Microbial Egress: A Hitchhiker's Guide to Freedom

After colonization or invasion, intracellular pathogens seek host cells to establish infections and facilitate replication. This lifestyle provides essential nutrients and protection from immune systems. Several host cells—in particular professional phagocytes, such as monocytes, macrophages, and neutrophils—have developed antimicrobial mechanisms to deplete the replicative niche of these intracellular microbes. Programmed cell death pathways are frontline defense mechanisms, whereby host cell suicide blocks intracellular microbial replication and exposes them for immune attack [1]. Recent advances have uncovered several programmed cell death pathways that are highly regulated to ensure proper immune responses. Besides canonical apoptosis, which initially preserves host cell integrity and is largely anti-inflammatory, macrophages can induce pyroptosis and necroptosis, which are both highly lytic and trigger proinflammatory signals (Figure 1).

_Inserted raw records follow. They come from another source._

use clap::Args;
use miette::{Context, Result};
use owo_colors::OwoColorize;
use rco_cxml::{DecodeOptions, Decompiler};
use std::path::PathBuf;
use tracing::{info, warn};

#[derive(Args)]
pub struct DecompileArgs {
    /// An input RCO file
    #[arg(value_name = "FILE")]
    file: PathBuf,

    /// The directory the `<name>/` output directory is created in
    #[arg(short, long, value_name = "DIR", default_value = ".")]
    directory: PathBuf,

    /// Deepest tag nesting accepted before the file is rejected
    #[arg(long, value_name = "N", default_value_t = 256)]
    max_depth: usize,

    /// Leave extracted locale files undecoded
    #[arg(long, default_value_t = false)]
    no_locales: bool,
}

impl DecompileArgs {
    pub fn handle(&self) -> Result<()> {
        let options = DecodeOptions::builder()
            .max_depth(self.max_depth)
            .decode_locales(!self.no_locales)
            .build();

        let report = Decompiler::new(options)
            .decompile_file(&self.file, &self.directory)
            .context(format!("decompiling {}", &self.file.display()))?;

        info!(
            "{} tags, {} files extracted, {} failed",
            report.tags, report.extracted, report.failed
        );

        let mut failures = 0;
        for nested in &report.nested {
            match &nested.result {
                Ok(document) => println!("{} {}", "✅".green(), document.display()),
                Err(e) => {
                    failures += 1;
                    println!("{} {}: {}", "❌".red(), nested.source.display(), e.red());
                }
            }
        }
        if failures > 0 {
            warn!("{} of {} locale files could not be decoded", failures, report.nested.len());
        }

        println!("{} {}", "✅".green(), report.document.display());
        Ok(())
    }
}
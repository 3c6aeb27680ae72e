//! Writing embedded files out of the tree.

use std::{
    borrow::Cow,
    fs,
    io::Read,
    path::{Component, Path, PathBuf},
};

use flate2::read::ZlibDecoder;
use tracing::{debug, info, instrument};

use crate::{
    error::{Error, Result},
    tree::Tag,
};

/// Tag names whose files are named after their `id` and `type` attributes
const RESOURCE_TAGS: [&str; 3] = ["texture", "file", "sounddata"];

/// Writes the files embedded in `filename` attributes below an output root
///
/// ```no_run
/// # fn doit(tag: &rco_cxml::tree::Tag, data: &[u8]) -> rco_cxml::error::Result<()> {
/// let extractor = rco_cxml::extract::Extractor::new("plugin");
/// let relative = extractor.extract(tag, data)?;
/// println!("wrote plugin/{}", relative.display());
/// # Ok(())
/// # }
/// ```
#[derive(Debug, Clone)]
pub struct Extractor {
    root: PathBuf,
}

impl Extractor {
    pub fn new(root: impl Into<PathBuf>) -> Self {
        Extractor { root: root.into() }
    }

    /// The directory files are written below
    pub fn root(&self) -> &Path {
        &self.root
    }

    /// Relative path the file of `tag` is written to.
    ///
    /// Tags that are neither `locale` nor one of the resource tags get an empty path. Paths that
    /// would leave the output root are rejected.
    pub fn output_path(&self, tag: &Tag) -> Result<PathBuf> {
        let missing = |name| Error::MissingAttribute {
            tag: tag.name.clone(),
            name,
        };

        let relative = if tag.name == "locale" {
            let id = tag.id("id").ok_or_else(|| missing("id"))?;
            Path::new("locale").join(format!("plugin_locale_{}.xml.rcs", id))
        } else if RESOURCE_TAGS.contains(&tag.name.as_str()) {
            let id = tag.int("id").ok_or_else(|| missing("id"))? as u32;
            let kind = tag.string("type").ok_or_else(|| missing("type"))?;

            let file_name = match kind.split_once('/') {
                Some((category, extension)) => {
                    format!("{}_0x{:08X}.{}", category, id, extension)
                }
                None => format!("{}_0x{:08X}.tex", tag.name, id),
            };
            Path::new(&tag.name).join(file_name)
        } else {
            return Ok(PathBuf::new());
        };

        if !relative
            .components()
            .all(|c| matches!(c, Component::Normal(_)))
        {
            return Err(Error::UnsafePath {
                tag: tag.name.clone(),
                path: relative,
            });
        }

        Ok(relative)
    }

    /// The bytes to write for `tag`, inflated when it carries `compress="on"`.
    pub fn payload<'d>(&self, tag: &Tag, data: &'d [u8]) -> Result<Cow<'d, [u8]>> {
        if tag.string("compress") != Some("on") {
            return Ok(Cow::Borrowed(data));
        }

        let expected = tag
            .int("origsize")
            .and_then(|size| usize::try_from(size).ok())
            .ok_or_else(|| Error::MissingAttribute {
                tag: tag.name.clone(),
                name: "origsize",
            })?;

        let mut inflated = Vec::with_capacity(expected.min(data.len().saturating_mul(16)));
        ZlibDecoder::new(data)
            .take(expected as u64 + 1)
            .read_to_end(&mut inflated)
            .map_err(Error::Decompress)?;

        if inflated.len() != expected {
            return Err(Error::SizeMismatch {
                expected,
                actual: inflated.len(),
            });
        }

        Ok(Cow::Owned(inflated))
    }

    /// Write the file of `tag` and return its path relative to the root.
    ///
    /// Intermediate directories are created and existing files are overwritten. Nothing is
    /// written when the tag has no output path.
    pub fn extract(&self, tag: &Tag, data: &[u8]) -> Result<PathBuf> {
        let relative = self.output_path(tag)?;
        self.write(tag, &relative, data)?;
        Ok(relative)
    }

    /// Write the payload of `tag` to `relative`, a path returned by [`Extractor::output_path`].
    #[instrument(skip_all, fields(tag = %tag.name), err)]
    pub fn write(&self, tag: &Tag, relative: &Path, data: &[u8]) -> Result<()> {
        let payload = self.payload(tag, data)?;

        if relative.as_os_str().is_empty() {
            debug!("no output path for <{}>, {} bytes dropped", tag.name, data.len());
            return Ok(());
        }

        let path = self.root.join(relative);
        if let Some(parent) = path.parent() {
            fs::create_dir_all(parent)?;
        }

        info!("writing {}", path.display());
        fs::write(&path, &payload)?;

        Ok(())
    }
}
//! In-memory tag tree rebuilt from the node records of a container.

use std::collections::HashSet;

use tracing::{debug, warn};

use crate::{
    decode::DecodeOptions,
    error::{Error, Result},
    table::Container,
    types::NO_LINK,
    value::Value,
};

/// Index of a [`Tag`] inside its [`Document`]
#[derive(Debug, Copy, Clone, PartialEq, Eq, Hash)]
pub struct TagId(usize);

impl TagId {
    /// Position in document order
    pub fn index(self) -> usize {
        self.0
    }
}

/// A named, typed value attached to a tag
#[derive(Debug, Clone, PartialEq)]
pub struct Attribute {
    pub key: String,
    pub value: Value,
}

/// One node of the tree
#[derive(Debug, Clone, PartialEq)]
pub struct Tag {
    pub name: String,
    /// Attributes in the order they are stored
    pub attributes: Vec<Attribute>,
    pub parent: Option<TagId>,
    pub child: Option<TagId>,
    pub next: Option<TagId>,
}

impl Tag {
    /// First attribute called `key`
    pub fn attribute(&self, key: &str) -> Option<&Attribute> {
        self.attributes.iter().find(|a| a.key == key)
    }

    /// Value of an [`Value::Int`] attribute
    pub fn int(&self, key: &str) -> Option<i32> {
        match self.attribute(key)?.value {
            Value::Int(v) => Some(v),
            _ => None,
        }
    }

    /// Value of a [`Value::String`] attribute
    pub fn string(&self, key: &str) -> Option<&str> {
        match &self.attribute(key)?.value {
            Value::String(v) => Some(v),
            _ => None,
        }
    }

    /// Value of a [`Value::Id`] attribute
    pub fn id(&self, key: &str) -> Option<&str> {
        match &self.attribute(key)?.value {
            Value::Id(v) => Some(v),
            _ => None,
        }
    }

    /// Whether the tag is rendered self-closing
    pub fn is_leaf(&self) -> bool {
        self.child.is_none()
    }
}

/// Where a freshly built tag gets linked in
#[derive(Debug, Copy, Clone)]
enum Link {
    Root,
    ChildOf(TagId),
    NextOf(TagId),
}

#[derive(Debug)]
struct Pending {
    offset: i32,
    parent: Option<TagId>,
    depth: usize,
    link: Link,
}

/// All tags of one container, stored in document order
#[derive(Debug, Clone, Default, PartialEq)]
pub struct Document {
    tags: Vec<Tag>,
}

impl Document {
    /// Rebuild the tree starting from the node at offset zero of the tree table.
    ///
    /// Attributes that fail to resolve are skipped with a warning, except for errors that
    /// invalidate the whole container such as a hash attribute with a bad stride.
    pub fn build(container: &Container<'_>, options: &DecodeOptions) -> Result<Document> {
        let mut document = Document::default();
        let mut visited = HashSet::new();
        let mut stack = vec![Pending {
            offset: 0,
            parent: None,
            depth: 0,
            link: Link::Root,
        }];

        while let Some(pending) = stack.pop() {
            if pending.depth > options.max_depth {
                return Err(Error::DepthExceeded(options.max_depth));
            }
            if !visited.insert(pending.offset) {
                return Err(Error::TreeCycle {
                    offset: pending.offset,
                });
            }

            let record = container.node(pending.offset)?;
            if (record.first_child == NO_LINK) != (record.last_child == NO_LINK) {
                return Err(Error::InconsistentChildren {
                    offset: pending.offset,
                });
            }

            let name = container.string(record.name)?;
            debug!(offset = pending.offset, depth = pending.depth, "building <{}>", name);

            let records = container.attributes(pending.offset, record.attribute_count)?;
            let mut attributes = Vec::with_capacity(records.len());
            for attribute in records {
                let resolved = container
                    .string(attribute.name)
                    .and_then(|key| Ok((key, Value::resolve(&attribute, container)?)));

                match resolved {
                    Ok((key, Some(value))) => attributes.push(Attribute { key, value }),
                    Ok((key, None)) => {
                        debug!("<{}> skipping {} with unknown type {}", name, key, attribute.kind)
                    }
                    Err(e) if e.is_fatal() => return Err(e),
                    Err(e) => warn!("<{}> skipping attribute: {}", name, e),
                }
            }

            let id = TagId(document.tags.len());
            document.tags.push(Tag {
                name,
                attributes,
                parent: pending.parent,
                child: None,
                next: None,
            });

            match pending.link {
                Link::Root => {}
                Link::ChildOf(parent) => document.tags[parent.0].child = Some(id),
                Link::NextOf(prev) => document.tags[prev.0].next = Some(id),
            }

            // the child is pushed last so the arena stays in document order
            if record.next != NO_LINK {
                stack.push(Pending {
                    offset: record.next,
                    parent: pending.parent,
                    depth: pending.depth,
                    link: Link::NextOf(id),
                });
            }
            if record.first_child != NO_LINK {
                stack.push(Pending {
                    offset: record.first_child,
                    parent: Some(id),
                    depth: pending.depth + 1,
                    link: Link::ChildOf(id),
                });
            }
        }

        Ok(document)
    }

    /// The first top level tag
    pub fn root(&self) -> Option<TagId> {
        (!self.tags.is_empty()).then_some(TagId(0))
    }

    /// Number of tags
    pub fn len(&self) -> usize {
        self.tags.len()
    }

    /// Whether the document has no tags
    pub fn is_empty(&self) -> bool {
        self.tags.is_empty()
    }

    pub fn tag(&self, id: TagId) -> &Tag {
        &self.tags[id.0]
    }

    pub fn tag_mut(&mut self, id: TagId) -> &mut Tag {
        &mut self.tags[id.0]
    }

    pub fn parent(&self, id: TagId) -> Option<TagId> {
        self.tag(id).parent
    }

    /// Direct children of a tag, in order
    pub fn children(&self, id: TagId) -> impl Iterator<Item = TagId> + '_ {
        std::iter::successors(self.tag(id).child, |&c| self.tag(c).next)
    }

    /// Top level tags, in order
    pub fn roots(&self) -> impl Iterator<Item = TagId> + '_ {
        std::iter::successors(self.root(), |&c| self.tag(c).next)
    }

    /// Every tag, in document order
    pub fn iter(&self) -> impl Iterator<Item = (TagId, &Tag)> {
        self.tags.iter().enumerate().map(|(i, t)| (TagId(i), t))
    }

    /// Extracted paths of the `locale` tags listed under a `stringtable` tag.
    ///
    /// Only populated once the document has been written out.
    pub fn locale_sources(&self) -> Vec<&std::path::Path> {
        self.iter()
            .filter(|(_, tag)| tag.name == "stringtable")
            .flat_map(|(id, _)| self.children(id))
            .map(|id| self.tag(id))
            .filter(|tag| tag.name == "locale")
            .filter_map(|tag| match &tag.attribute("src")?.value {
                Value::Filename { output, .. } => output.as_deref(),
                _ => None,
            })
            .collect()
    }
}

Pyroptosis depends on the cysteine-aspartic proteases, caspase-1 or caspase-11, which are activated by cytosolic pattern recognition receptors [1,2]. Necroptosis is regulated by the TNFR (tumor necrosis factor receptor)-associated kinases, Ripk1 and 3, and is executed by MLKL (mixed lineage kinase domain-like) [3]. Successful intracellular pathogens must suppress programmed cell death signals during the replicative or latent phase but can potentially induce these signals to promote egress and dissemination. The timing and specificity of the cell death signal can dramatically influence pathogen or host survival, suggesting a complex interplay exists between inducing potent immunity and promoting pathogen egress. Most work in this area has focused on bacteria and parasites, but more recent studies have provided exciting evidence that fungal pathogens likewise modulate host cell death pathways.